YOUR OBJECTIVE:
Filter the records for "CohortSummary" and keep each line that has it.

#### DATA SUPPLIED ####

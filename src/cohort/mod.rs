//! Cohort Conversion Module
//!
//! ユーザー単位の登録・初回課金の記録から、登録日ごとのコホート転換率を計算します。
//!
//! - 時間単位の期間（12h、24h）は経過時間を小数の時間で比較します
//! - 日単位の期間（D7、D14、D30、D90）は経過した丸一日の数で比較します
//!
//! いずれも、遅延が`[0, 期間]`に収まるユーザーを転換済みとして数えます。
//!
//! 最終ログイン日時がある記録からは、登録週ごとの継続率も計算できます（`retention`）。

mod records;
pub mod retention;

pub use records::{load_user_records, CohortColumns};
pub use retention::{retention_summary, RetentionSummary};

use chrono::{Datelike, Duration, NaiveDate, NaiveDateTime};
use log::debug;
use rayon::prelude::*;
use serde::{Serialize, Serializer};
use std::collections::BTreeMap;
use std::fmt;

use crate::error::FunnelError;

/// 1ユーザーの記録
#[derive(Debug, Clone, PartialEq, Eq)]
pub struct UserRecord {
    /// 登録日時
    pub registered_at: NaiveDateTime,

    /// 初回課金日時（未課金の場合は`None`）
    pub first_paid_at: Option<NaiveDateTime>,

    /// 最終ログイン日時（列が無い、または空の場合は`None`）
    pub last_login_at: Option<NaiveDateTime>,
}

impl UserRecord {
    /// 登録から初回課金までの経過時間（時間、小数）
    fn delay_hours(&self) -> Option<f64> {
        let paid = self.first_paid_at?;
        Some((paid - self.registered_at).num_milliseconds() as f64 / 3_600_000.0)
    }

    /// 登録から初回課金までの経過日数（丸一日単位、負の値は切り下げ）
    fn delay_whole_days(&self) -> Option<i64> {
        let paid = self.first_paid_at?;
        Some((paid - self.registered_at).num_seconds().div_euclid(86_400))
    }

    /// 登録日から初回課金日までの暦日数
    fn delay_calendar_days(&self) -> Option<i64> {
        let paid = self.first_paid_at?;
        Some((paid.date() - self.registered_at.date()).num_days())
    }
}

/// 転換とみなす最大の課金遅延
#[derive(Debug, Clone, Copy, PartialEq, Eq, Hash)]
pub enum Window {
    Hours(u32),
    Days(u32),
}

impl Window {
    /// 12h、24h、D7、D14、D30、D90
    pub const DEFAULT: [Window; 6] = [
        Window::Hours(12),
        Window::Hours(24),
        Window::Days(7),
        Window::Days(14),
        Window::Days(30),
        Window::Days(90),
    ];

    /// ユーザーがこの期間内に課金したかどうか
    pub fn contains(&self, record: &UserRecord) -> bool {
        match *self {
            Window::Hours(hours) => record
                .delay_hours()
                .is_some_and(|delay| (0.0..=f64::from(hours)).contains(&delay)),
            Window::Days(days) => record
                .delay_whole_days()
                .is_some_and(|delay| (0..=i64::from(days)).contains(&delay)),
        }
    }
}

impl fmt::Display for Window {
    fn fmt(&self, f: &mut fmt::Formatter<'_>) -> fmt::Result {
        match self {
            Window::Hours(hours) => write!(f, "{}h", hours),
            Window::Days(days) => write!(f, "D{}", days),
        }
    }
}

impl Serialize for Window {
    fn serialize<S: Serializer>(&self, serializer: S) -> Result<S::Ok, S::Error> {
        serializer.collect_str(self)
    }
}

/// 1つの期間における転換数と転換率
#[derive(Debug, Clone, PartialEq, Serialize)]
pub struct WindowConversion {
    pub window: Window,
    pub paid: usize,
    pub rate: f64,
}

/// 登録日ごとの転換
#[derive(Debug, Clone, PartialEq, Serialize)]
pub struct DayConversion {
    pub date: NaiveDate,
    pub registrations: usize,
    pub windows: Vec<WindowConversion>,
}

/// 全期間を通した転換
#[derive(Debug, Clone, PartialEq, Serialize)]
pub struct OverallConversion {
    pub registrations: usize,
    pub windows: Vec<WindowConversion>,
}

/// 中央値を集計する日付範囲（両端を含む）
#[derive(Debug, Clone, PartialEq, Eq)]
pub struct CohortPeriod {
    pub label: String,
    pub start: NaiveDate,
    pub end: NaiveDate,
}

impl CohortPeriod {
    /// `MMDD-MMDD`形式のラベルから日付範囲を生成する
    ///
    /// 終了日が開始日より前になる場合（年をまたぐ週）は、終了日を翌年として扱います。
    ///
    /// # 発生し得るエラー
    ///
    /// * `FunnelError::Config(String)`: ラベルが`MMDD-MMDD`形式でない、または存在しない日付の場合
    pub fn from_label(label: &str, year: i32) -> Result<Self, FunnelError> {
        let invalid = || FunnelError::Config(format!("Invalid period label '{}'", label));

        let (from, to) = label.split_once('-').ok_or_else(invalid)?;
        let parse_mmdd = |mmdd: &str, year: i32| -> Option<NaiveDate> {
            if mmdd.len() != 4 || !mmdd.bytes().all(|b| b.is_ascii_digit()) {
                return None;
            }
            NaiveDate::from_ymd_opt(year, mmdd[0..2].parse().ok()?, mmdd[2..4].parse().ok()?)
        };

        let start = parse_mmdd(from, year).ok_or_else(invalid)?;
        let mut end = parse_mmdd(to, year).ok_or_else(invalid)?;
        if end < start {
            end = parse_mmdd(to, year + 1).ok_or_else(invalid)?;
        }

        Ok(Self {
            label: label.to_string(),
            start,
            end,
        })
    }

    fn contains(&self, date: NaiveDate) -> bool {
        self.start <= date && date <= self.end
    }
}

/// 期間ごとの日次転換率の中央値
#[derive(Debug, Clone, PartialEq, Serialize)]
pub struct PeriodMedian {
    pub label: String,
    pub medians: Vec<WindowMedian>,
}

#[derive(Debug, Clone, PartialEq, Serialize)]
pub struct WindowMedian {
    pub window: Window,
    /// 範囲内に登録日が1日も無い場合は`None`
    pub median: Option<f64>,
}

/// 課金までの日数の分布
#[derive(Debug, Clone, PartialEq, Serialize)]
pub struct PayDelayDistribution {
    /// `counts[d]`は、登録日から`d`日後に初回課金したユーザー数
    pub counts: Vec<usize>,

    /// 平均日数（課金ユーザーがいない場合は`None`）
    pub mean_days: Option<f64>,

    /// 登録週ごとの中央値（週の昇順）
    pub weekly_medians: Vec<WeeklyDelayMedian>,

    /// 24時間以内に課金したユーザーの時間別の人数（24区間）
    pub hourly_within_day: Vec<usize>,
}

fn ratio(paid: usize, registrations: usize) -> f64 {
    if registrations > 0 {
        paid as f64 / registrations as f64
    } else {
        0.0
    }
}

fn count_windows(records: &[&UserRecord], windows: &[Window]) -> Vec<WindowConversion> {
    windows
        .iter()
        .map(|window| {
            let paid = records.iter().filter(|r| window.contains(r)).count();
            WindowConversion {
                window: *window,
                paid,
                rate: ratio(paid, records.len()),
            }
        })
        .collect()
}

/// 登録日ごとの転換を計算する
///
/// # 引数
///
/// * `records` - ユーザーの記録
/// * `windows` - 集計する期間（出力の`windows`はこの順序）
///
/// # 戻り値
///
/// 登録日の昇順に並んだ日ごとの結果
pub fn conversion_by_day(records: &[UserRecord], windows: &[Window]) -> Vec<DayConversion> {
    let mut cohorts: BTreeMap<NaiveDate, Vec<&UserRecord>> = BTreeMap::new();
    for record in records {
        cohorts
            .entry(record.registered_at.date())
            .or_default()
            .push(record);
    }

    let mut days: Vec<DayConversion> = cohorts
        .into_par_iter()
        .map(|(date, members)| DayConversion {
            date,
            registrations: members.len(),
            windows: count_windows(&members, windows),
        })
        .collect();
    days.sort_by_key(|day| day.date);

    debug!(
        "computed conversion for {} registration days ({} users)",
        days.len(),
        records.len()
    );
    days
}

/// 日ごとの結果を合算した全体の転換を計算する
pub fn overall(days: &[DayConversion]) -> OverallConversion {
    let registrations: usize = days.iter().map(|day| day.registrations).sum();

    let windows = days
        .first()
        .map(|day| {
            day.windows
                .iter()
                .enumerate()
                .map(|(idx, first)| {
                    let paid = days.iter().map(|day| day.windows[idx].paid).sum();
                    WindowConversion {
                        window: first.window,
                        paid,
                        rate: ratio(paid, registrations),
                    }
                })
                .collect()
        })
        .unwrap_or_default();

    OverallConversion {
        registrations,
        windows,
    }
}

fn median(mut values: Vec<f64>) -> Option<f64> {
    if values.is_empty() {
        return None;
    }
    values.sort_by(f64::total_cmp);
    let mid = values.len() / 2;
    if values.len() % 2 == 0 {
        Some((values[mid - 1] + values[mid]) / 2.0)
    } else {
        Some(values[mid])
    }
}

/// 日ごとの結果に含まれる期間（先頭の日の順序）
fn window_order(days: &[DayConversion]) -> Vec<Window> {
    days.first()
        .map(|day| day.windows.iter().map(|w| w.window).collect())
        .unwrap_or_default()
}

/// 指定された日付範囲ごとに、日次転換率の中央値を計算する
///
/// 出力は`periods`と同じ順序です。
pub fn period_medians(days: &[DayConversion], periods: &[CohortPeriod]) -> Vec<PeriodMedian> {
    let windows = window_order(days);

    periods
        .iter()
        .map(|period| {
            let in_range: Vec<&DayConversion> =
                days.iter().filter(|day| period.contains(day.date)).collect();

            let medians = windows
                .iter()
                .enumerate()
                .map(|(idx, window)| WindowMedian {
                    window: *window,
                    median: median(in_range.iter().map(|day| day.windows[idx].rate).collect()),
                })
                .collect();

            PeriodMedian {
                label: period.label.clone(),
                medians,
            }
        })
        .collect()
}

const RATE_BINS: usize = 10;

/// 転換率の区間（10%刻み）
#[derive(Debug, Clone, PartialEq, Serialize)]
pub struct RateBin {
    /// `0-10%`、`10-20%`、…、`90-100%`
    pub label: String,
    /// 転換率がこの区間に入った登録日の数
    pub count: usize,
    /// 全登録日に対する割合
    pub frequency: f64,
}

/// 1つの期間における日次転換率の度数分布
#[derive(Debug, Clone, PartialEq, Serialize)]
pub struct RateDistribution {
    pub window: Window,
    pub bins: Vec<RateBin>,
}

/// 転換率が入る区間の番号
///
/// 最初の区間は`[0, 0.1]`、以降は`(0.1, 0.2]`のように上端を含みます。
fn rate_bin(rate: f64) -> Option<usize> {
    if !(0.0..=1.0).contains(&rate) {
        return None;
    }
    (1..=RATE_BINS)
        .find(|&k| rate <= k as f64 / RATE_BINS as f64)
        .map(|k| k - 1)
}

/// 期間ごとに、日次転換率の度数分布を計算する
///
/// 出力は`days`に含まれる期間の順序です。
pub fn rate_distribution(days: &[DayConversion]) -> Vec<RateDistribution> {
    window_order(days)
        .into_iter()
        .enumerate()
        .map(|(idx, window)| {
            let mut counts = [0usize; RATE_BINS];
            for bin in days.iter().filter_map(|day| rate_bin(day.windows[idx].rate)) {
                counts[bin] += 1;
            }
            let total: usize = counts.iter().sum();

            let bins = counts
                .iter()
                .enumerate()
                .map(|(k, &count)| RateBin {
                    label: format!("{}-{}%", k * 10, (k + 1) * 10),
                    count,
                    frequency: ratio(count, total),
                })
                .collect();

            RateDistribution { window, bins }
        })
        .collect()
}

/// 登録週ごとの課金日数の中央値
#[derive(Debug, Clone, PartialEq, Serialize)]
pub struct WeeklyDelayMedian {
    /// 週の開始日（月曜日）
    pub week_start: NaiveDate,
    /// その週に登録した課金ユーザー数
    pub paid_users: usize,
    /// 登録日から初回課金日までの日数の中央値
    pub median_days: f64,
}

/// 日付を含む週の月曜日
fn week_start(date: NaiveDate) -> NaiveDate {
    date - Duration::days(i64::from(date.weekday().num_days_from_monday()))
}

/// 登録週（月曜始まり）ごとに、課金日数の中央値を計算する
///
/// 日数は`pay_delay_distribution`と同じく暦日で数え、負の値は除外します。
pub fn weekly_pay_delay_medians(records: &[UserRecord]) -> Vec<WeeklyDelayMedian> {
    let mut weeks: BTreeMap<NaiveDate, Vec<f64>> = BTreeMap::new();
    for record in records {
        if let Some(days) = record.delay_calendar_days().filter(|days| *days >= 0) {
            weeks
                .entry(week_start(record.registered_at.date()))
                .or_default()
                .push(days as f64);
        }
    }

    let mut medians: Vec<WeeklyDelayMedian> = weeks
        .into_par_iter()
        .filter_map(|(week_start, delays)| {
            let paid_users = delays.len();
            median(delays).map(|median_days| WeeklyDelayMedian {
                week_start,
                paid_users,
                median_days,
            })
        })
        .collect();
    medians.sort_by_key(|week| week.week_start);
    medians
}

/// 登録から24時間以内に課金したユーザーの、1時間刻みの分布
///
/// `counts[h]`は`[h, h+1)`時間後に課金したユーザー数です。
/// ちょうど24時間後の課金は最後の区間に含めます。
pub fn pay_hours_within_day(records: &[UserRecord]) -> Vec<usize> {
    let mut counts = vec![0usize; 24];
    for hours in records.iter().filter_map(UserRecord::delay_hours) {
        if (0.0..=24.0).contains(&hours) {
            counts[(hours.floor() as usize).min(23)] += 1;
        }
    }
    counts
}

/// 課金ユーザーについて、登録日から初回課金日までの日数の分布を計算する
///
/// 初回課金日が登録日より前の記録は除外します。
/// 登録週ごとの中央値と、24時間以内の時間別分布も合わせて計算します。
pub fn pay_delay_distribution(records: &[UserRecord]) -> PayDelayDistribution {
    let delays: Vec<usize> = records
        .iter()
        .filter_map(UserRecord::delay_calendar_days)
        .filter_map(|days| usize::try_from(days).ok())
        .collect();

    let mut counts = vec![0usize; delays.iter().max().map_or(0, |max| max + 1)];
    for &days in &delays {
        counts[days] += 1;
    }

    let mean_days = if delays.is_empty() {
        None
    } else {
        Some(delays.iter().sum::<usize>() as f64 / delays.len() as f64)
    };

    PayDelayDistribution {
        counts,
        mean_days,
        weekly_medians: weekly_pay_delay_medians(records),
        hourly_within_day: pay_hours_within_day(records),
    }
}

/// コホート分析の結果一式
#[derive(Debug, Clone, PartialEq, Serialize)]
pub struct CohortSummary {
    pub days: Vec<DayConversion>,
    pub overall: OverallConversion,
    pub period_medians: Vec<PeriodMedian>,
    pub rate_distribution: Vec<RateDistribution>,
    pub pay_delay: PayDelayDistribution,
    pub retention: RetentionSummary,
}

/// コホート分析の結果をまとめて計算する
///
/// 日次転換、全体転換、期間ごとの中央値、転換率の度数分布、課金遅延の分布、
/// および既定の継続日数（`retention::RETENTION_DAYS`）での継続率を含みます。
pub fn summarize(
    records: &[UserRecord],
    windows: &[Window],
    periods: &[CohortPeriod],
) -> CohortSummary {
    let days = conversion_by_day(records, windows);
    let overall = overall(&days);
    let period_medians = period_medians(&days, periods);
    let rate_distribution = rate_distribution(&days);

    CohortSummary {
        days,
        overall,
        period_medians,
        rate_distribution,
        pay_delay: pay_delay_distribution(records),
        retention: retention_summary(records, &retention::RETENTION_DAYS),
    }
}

####

ANSWER:
pub struct CohortSummary {
) -> CohortSummary {
    CohortSummary {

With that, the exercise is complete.